**TASK INSTRUCTIONS**. Look through the data below. Pick out the lines holding the string "rejected".

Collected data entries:
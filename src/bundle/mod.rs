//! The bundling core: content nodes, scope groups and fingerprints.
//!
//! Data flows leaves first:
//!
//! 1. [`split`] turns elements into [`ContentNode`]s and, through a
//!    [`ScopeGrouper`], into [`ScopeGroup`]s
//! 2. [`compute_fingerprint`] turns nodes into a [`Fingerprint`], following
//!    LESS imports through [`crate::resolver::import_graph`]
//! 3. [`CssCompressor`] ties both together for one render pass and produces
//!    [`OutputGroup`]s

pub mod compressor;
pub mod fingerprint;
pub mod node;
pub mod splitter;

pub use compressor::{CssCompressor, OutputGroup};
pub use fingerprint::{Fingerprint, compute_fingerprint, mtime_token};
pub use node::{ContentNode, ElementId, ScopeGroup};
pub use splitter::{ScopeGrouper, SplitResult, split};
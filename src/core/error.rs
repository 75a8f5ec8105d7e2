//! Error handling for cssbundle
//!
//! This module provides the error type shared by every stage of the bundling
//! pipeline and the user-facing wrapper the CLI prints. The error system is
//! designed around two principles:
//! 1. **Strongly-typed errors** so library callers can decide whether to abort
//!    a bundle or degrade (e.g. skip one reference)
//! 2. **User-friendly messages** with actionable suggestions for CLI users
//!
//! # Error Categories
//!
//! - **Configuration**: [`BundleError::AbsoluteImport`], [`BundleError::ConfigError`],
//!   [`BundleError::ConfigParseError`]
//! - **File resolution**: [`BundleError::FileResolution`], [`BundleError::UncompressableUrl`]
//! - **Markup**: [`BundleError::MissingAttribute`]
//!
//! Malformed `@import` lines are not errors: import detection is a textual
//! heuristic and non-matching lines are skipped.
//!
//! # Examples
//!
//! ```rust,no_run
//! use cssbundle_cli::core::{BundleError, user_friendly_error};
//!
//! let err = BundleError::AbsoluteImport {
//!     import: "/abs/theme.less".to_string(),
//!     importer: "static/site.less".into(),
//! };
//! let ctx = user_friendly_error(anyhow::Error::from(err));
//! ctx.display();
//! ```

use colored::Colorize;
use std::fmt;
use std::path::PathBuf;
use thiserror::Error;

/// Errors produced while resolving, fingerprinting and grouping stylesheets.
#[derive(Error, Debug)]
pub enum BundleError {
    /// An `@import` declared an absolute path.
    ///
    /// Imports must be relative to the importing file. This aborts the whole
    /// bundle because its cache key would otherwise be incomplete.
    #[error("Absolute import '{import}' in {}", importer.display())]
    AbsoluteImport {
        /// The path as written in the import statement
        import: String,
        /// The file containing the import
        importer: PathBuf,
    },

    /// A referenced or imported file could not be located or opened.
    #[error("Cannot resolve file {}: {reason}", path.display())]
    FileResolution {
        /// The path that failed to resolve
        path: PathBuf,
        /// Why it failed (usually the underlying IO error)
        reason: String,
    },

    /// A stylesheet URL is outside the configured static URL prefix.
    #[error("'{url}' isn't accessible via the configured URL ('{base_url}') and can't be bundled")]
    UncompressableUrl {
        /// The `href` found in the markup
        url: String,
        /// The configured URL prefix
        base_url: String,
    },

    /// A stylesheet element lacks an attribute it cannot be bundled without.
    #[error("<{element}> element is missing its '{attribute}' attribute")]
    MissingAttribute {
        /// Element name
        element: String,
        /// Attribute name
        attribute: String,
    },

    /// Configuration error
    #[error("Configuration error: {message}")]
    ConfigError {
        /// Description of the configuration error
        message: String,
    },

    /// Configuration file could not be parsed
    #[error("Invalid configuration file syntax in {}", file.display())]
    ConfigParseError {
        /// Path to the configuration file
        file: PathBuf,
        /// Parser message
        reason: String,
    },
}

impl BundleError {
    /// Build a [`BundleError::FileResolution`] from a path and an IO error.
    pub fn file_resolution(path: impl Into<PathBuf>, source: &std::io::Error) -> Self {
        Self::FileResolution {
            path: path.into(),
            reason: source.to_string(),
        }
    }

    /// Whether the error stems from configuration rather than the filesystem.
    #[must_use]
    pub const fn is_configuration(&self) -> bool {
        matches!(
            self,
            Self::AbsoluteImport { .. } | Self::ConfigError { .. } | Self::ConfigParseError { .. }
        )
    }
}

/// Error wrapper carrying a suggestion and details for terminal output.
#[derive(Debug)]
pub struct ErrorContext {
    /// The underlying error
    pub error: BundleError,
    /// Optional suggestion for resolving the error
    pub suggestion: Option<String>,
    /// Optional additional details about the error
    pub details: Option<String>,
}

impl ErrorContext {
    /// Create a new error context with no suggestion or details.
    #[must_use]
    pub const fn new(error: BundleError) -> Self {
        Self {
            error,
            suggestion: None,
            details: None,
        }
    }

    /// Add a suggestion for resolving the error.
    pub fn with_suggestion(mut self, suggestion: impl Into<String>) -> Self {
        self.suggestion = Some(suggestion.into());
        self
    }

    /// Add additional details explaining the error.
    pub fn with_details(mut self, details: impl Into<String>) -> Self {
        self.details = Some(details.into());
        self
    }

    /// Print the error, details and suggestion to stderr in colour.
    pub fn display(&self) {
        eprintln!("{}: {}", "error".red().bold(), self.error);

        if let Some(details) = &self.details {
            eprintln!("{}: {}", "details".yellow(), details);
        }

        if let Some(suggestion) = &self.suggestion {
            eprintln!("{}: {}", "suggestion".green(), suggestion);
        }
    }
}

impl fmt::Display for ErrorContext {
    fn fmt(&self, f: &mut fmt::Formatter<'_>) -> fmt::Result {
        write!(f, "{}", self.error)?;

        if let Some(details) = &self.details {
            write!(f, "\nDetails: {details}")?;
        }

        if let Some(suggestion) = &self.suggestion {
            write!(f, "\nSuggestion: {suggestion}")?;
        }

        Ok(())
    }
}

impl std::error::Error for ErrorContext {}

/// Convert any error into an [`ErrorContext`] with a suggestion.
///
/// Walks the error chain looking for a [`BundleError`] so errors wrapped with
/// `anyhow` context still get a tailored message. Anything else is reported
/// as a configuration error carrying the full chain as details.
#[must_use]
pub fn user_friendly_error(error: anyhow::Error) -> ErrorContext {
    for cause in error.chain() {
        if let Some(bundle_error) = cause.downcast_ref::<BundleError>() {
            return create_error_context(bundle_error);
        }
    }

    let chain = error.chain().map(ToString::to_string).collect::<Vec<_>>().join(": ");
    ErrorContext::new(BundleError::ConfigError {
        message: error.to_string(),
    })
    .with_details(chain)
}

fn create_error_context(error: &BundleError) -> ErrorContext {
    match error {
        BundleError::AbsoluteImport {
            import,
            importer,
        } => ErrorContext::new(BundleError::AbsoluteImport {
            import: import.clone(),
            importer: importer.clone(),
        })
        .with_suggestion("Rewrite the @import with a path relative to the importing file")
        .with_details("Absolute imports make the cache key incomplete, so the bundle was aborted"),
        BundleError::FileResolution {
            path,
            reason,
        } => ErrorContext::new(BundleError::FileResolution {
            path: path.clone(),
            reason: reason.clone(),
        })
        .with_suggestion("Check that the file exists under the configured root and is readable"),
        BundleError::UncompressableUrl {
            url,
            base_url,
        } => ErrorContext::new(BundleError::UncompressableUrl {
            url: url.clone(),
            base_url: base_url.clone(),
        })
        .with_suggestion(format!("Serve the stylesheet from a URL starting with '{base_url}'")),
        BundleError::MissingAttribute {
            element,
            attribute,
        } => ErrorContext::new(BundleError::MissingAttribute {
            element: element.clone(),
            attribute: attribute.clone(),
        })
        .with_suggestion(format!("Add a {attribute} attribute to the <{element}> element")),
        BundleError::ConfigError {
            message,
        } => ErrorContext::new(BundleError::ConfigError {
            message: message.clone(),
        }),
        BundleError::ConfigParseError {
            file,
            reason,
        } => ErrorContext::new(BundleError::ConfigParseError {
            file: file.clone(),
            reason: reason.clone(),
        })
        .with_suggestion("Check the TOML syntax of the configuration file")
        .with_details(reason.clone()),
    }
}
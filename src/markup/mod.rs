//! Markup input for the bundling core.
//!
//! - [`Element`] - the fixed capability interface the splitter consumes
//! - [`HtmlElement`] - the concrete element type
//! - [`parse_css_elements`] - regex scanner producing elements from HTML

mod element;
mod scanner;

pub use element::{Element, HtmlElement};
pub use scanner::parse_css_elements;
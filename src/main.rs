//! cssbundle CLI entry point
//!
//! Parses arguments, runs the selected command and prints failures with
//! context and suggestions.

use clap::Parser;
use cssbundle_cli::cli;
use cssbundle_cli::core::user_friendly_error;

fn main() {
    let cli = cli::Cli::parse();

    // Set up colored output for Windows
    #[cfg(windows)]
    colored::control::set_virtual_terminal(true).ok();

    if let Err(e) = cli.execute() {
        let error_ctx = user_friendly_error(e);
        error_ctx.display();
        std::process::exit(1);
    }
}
--
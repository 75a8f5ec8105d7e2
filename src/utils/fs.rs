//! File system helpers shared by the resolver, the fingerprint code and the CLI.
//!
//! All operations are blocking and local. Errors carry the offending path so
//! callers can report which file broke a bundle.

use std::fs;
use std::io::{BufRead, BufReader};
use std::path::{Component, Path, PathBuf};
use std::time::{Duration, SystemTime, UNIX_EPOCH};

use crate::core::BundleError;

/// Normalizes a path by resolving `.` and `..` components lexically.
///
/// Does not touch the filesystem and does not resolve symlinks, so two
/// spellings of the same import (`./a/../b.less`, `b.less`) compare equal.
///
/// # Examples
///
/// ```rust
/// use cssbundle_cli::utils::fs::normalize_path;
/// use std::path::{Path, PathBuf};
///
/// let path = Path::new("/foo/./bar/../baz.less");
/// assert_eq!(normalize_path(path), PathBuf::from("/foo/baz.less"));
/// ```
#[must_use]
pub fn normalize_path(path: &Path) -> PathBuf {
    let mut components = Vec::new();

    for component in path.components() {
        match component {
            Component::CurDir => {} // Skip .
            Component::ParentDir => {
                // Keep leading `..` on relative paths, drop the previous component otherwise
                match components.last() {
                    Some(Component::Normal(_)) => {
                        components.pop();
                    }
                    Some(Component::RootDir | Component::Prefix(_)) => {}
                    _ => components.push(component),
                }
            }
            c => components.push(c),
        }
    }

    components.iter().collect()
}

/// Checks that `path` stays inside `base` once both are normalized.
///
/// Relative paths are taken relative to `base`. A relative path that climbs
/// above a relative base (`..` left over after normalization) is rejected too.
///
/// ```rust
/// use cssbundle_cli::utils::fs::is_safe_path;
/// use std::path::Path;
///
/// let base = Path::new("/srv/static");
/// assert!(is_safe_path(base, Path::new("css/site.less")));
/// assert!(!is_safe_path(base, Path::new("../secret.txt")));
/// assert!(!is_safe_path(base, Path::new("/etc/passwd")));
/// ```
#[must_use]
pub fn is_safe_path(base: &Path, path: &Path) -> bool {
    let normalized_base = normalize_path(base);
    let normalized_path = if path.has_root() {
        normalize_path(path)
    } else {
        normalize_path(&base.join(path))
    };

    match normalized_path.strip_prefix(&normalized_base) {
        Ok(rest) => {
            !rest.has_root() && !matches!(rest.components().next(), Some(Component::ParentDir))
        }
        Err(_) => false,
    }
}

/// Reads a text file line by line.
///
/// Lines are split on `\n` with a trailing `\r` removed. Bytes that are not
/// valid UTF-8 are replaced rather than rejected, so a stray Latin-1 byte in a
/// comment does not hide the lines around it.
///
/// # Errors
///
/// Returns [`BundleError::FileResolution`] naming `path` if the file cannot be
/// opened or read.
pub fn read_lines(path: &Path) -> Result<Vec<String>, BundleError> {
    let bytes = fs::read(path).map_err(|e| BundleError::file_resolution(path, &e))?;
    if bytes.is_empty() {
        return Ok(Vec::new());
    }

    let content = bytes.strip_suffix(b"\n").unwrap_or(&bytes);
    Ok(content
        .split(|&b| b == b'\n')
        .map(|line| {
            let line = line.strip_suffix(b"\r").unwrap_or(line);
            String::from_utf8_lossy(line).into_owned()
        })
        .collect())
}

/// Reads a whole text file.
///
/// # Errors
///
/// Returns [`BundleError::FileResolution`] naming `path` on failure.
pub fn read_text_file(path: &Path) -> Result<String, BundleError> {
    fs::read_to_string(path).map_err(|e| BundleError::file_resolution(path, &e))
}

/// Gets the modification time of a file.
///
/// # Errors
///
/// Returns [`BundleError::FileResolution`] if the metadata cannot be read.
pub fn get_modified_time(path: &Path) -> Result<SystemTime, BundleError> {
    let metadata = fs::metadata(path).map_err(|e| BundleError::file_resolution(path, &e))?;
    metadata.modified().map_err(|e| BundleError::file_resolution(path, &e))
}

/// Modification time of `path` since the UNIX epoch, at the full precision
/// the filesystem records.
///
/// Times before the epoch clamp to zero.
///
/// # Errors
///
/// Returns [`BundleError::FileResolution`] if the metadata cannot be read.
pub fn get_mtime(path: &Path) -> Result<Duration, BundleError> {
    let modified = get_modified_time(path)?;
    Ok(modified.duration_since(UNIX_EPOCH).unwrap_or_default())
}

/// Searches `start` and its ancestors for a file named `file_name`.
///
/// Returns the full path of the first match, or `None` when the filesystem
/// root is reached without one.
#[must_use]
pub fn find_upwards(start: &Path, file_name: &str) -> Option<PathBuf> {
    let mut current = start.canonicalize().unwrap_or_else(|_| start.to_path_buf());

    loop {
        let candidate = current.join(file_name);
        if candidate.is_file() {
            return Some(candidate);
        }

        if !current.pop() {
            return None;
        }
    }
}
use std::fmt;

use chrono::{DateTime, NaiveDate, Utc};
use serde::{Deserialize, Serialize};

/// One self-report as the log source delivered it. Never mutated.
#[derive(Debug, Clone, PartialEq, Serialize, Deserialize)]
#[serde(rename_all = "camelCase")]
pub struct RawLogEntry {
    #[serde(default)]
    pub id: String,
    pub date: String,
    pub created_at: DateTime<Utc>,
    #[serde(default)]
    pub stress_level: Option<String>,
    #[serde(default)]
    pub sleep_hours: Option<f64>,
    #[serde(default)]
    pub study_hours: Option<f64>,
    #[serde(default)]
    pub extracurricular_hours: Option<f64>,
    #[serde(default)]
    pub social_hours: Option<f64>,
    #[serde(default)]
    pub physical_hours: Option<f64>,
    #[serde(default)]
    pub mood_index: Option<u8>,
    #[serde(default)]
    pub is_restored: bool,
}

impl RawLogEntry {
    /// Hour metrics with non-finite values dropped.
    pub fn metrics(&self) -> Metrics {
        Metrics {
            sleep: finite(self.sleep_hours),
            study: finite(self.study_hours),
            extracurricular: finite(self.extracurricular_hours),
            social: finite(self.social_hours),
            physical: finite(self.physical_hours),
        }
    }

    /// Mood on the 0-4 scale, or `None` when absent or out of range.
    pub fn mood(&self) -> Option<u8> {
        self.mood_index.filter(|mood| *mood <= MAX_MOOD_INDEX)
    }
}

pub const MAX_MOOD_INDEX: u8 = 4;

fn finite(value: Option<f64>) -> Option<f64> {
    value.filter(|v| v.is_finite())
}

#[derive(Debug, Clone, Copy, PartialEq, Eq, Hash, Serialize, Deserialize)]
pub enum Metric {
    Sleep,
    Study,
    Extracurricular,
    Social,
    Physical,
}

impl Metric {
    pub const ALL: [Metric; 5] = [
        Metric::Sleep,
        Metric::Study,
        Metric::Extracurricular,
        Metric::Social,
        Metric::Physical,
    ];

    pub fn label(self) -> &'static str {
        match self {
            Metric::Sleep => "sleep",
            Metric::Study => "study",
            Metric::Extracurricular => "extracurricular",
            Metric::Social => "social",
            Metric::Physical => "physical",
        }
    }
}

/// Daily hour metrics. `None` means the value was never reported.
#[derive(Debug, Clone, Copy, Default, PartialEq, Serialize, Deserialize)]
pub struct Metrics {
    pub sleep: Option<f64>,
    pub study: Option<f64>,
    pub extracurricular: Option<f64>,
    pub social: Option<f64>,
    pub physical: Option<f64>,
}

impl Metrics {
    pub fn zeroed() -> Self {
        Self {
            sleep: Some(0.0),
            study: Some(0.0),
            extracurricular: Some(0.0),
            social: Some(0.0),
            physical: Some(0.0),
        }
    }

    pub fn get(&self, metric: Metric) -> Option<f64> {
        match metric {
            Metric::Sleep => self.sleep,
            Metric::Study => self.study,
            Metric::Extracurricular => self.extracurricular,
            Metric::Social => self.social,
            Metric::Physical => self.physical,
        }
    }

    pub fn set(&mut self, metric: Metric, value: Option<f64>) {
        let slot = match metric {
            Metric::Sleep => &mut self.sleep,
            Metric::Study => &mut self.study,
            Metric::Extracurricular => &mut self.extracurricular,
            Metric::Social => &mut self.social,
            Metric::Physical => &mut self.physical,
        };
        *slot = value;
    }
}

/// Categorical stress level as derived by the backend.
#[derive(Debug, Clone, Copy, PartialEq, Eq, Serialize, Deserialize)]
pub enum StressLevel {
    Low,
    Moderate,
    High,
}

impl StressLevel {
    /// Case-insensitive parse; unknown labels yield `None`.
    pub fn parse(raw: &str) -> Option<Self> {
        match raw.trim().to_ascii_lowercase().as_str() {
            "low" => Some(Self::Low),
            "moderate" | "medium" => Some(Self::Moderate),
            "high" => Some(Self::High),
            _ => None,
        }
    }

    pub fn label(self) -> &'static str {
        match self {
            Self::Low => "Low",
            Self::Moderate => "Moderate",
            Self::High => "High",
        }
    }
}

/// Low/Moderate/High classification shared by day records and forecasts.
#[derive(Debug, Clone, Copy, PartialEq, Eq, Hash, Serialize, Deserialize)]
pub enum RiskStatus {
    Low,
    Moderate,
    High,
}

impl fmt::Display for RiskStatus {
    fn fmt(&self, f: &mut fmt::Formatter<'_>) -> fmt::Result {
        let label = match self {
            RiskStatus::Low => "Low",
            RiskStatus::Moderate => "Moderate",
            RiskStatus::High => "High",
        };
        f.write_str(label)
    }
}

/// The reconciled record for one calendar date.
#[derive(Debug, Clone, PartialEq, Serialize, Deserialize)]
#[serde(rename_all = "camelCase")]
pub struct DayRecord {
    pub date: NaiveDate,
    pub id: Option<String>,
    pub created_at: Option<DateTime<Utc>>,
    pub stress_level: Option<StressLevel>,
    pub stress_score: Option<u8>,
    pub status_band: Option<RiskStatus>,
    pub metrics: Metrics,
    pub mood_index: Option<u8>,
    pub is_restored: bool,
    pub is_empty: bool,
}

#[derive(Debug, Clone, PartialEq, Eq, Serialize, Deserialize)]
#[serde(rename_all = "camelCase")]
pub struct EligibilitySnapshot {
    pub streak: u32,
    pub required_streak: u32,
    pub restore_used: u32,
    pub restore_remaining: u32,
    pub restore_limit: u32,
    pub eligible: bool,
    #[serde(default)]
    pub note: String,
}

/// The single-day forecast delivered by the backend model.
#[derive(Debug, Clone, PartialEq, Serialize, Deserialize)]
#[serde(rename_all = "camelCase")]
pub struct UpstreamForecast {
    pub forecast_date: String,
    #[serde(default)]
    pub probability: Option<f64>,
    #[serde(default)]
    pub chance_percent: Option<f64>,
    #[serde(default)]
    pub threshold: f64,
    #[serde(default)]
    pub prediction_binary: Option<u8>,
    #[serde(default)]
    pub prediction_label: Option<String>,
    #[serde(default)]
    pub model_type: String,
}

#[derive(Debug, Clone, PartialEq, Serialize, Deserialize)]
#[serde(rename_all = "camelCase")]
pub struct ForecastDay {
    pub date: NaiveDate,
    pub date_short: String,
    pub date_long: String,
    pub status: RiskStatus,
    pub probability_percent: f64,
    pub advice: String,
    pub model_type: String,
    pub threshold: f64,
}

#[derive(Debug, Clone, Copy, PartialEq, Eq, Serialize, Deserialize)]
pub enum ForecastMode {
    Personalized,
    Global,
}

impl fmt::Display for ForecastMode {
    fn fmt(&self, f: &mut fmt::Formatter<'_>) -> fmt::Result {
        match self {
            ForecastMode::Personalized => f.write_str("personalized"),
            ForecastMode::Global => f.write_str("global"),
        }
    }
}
* * *
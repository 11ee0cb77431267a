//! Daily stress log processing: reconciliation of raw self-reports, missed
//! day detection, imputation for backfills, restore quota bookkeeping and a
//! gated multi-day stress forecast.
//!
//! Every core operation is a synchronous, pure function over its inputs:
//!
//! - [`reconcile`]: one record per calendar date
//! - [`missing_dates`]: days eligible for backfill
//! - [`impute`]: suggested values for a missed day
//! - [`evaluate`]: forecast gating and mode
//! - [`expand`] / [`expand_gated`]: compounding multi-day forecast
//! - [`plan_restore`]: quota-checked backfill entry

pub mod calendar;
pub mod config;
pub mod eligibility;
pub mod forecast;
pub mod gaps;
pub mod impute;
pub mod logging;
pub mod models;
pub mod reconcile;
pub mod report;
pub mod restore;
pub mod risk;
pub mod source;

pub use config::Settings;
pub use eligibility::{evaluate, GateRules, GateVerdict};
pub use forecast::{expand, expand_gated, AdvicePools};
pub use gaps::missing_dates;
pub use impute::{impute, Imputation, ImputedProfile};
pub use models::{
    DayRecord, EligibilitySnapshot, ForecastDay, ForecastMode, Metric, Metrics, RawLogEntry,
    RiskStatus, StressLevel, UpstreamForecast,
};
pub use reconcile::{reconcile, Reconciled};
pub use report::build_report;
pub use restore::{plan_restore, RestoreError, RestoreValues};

**SOLUTION TO THE EXERCISE**.
/// above a relative base (`..` left over after normalization) is rejected too.
/// valid UTF-8 are replaced rather than rejected, so a stray Latin-1 byte in a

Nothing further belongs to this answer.